== Task goal ==
First find the line with "to == conversation_id)" in the entries below, then set down exactly every line through the line with "ignoring media payloads.", that line included.

BEGIN Available data

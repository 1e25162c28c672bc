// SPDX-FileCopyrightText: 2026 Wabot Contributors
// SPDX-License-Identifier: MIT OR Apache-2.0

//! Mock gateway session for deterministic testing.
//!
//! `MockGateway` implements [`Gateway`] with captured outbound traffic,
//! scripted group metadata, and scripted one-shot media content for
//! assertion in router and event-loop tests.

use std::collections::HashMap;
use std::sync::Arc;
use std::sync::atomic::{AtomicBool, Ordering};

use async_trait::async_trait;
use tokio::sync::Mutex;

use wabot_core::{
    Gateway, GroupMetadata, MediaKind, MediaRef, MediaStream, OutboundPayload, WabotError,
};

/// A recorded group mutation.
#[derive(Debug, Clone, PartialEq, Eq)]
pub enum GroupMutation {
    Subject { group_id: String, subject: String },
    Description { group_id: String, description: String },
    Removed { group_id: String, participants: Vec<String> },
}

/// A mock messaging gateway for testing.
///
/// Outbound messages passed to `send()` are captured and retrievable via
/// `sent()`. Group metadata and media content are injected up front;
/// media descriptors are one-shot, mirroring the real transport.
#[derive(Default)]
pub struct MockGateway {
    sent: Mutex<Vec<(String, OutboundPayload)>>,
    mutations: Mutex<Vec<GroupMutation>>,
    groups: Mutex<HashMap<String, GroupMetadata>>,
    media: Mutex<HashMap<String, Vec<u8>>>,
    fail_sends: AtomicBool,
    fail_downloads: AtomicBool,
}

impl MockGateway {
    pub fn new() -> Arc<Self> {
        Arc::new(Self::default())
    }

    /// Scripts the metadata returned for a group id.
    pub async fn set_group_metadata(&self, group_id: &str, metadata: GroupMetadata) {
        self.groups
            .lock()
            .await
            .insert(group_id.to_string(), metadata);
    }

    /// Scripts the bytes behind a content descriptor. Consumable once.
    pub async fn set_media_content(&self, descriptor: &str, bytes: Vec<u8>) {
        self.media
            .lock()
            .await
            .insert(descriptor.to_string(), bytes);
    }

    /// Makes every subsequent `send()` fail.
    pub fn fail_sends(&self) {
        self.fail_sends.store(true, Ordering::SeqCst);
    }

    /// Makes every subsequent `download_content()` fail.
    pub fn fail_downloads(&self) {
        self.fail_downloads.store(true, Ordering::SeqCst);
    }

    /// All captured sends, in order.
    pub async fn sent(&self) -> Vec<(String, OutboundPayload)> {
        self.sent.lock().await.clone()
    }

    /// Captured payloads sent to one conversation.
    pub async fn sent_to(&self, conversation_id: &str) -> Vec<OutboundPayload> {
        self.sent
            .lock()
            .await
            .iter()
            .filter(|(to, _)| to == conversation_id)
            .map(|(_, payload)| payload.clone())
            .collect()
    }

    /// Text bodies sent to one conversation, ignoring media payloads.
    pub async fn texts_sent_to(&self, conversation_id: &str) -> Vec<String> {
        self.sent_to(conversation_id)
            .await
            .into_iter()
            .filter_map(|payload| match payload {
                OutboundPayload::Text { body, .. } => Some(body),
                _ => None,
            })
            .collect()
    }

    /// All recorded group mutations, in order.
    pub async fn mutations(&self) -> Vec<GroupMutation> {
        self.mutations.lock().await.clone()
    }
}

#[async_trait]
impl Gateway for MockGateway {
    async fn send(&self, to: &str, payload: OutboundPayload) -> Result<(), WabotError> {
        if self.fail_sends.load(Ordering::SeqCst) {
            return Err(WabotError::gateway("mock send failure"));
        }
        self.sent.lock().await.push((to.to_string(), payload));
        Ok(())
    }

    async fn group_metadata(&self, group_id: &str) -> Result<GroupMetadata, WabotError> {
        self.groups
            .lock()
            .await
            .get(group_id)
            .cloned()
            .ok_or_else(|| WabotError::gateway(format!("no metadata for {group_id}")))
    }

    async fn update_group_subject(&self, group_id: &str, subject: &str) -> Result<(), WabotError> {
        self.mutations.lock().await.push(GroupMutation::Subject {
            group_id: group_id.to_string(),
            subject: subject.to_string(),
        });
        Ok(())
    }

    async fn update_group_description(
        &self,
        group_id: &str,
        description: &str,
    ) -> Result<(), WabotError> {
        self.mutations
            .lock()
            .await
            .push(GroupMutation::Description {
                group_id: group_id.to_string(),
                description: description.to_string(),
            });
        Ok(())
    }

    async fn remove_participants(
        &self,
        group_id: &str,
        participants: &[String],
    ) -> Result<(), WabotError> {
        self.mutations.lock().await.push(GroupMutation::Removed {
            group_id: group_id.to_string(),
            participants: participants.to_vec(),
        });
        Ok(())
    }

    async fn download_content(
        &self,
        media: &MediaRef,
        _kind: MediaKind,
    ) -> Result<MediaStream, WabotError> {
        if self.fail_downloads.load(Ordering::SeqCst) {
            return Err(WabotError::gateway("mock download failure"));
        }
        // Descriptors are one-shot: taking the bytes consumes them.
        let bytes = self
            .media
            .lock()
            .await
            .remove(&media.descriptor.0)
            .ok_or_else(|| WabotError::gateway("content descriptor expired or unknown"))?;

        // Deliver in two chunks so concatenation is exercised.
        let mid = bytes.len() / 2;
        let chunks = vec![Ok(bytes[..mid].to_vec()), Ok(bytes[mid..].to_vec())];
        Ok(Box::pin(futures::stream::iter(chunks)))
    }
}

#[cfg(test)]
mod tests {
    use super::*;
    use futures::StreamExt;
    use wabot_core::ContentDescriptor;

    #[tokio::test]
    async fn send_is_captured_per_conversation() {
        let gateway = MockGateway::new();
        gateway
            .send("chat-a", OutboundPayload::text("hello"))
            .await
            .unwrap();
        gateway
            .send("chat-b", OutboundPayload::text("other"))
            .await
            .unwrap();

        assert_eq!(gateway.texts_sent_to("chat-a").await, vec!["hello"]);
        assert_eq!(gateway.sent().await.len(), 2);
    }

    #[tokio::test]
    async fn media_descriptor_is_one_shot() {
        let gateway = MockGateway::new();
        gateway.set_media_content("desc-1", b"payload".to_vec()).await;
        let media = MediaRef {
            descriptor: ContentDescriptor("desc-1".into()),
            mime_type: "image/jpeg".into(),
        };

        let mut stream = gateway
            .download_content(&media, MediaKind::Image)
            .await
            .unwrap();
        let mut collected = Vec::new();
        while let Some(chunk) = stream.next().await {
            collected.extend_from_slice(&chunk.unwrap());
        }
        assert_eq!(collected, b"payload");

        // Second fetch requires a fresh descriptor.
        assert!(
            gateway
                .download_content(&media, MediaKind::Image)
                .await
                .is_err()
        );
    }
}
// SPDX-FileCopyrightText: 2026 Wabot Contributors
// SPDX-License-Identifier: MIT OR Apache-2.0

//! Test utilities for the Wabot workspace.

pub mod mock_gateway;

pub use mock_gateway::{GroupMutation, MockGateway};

END Available data

== Response for this exercise ==
            .filter(|(to, _)| to == conversation_id)
            .map(|(_, payload)| payload.clone())
            .collect()
    }

    /// Text bodies sent to one conversation, ignoring media payloads.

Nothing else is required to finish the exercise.